[Start of Attachment]

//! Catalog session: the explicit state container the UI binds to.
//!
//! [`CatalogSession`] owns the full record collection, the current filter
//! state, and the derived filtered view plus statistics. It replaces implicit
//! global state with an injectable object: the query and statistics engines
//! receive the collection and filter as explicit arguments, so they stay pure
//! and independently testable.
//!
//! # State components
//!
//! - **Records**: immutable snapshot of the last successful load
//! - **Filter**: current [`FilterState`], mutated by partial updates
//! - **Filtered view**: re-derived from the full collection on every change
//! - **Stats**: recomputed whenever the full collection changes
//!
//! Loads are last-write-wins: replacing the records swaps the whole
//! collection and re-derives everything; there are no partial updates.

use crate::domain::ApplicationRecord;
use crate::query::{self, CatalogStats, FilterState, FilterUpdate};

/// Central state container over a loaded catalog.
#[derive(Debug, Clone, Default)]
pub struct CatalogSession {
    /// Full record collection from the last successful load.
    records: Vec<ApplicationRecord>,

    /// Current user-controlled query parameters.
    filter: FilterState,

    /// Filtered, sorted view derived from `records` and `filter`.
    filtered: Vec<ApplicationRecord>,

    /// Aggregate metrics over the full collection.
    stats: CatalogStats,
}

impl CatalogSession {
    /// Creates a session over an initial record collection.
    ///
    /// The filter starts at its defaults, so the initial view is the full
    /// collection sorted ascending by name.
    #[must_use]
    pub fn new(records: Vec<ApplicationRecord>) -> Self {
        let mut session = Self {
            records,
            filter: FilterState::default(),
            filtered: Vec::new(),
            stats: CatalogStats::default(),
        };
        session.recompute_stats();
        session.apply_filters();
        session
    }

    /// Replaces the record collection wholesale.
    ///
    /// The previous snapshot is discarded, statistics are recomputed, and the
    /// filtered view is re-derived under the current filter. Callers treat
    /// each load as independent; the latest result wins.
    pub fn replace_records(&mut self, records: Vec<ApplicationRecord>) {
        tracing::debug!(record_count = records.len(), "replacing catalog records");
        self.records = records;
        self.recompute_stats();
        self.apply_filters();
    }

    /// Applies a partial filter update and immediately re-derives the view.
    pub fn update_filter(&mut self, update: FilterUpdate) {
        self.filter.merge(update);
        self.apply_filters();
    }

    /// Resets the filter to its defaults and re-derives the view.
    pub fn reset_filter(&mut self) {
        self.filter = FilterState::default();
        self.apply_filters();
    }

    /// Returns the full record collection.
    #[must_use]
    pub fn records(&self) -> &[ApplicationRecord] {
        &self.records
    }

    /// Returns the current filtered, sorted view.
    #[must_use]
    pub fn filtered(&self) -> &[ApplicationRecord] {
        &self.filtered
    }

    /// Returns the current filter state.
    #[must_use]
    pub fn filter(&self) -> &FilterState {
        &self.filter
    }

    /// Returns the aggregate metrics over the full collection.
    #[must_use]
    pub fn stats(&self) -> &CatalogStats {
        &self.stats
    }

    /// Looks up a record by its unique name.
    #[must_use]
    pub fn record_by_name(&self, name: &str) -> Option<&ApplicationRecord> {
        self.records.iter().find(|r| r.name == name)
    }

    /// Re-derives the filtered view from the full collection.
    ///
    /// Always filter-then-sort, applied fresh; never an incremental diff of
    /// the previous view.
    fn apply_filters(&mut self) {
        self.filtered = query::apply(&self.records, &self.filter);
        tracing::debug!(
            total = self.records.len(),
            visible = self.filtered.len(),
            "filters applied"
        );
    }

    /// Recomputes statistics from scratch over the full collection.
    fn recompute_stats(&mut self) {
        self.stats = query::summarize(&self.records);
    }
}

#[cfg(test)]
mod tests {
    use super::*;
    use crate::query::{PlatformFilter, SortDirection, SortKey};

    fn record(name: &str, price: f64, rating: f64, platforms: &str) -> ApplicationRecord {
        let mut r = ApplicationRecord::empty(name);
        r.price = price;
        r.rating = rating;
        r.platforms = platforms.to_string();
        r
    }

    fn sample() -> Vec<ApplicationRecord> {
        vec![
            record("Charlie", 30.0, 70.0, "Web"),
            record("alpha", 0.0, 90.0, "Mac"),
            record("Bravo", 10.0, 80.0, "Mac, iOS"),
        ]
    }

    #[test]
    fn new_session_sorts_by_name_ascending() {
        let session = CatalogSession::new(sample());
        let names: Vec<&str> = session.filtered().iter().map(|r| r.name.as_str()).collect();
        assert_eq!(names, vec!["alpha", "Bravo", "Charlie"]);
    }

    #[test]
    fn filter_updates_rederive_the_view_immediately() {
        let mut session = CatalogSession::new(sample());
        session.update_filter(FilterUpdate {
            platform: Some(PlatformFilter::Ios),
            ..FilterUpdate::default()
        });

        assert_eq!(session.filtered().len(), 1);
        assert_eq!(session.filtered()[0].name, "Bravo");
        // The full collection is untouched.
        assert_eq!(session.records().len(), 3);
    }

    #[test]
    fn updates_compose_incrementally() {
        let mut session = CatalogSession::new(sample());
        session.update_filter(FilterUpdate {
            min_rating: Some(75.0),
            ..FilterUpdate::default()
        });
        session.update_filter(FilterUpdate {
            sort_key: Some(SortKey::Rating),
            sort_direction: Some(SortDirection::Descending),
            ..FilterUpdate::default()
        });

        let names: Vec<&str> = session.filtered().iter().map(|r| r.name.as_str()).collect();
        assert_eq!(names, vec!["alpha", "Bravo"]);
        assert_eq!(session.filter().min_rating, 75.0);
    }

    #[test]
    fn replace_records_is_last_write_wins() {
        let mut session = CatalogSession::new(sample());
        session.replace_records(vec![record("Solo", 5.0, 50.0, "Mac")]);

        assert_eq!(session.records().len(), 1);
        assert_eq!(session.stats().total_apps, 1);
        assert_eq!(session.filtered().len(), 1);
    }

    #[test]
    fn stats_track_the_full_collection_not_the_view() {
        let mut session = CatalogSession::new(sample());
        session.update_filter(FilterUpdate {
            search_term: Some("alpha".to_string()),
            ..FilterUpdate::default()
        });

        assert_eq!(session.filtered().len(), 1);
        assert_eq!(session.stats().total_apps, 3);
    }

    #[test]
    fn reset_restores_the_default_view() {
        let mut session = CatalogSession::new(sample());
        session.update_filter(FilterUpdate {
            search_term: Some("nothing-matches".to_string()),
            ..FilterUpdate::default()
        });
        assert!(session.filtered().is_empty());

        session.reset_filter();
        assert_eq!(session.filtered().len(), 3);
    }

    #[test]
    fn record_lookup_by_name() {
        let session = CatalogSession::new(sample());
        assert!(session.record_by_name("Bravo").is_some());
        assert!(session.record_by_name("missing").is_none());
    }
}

[End of Attachment]

- WHAT YOU HAVE TO DO -
Give back, exactly as written, the stretch from the line with "session.recompute_stats();" through the line with "recomputed, and the", and no other lines from the records above.

- OUTPUT OF THE TASK -
        session.recompute_stats();
        session.apply_filters();
        session
    }

    /// Replaces the record collection wholesale.
    ///
    /// The previous snapshot is discarded, statistics are recomputed, and the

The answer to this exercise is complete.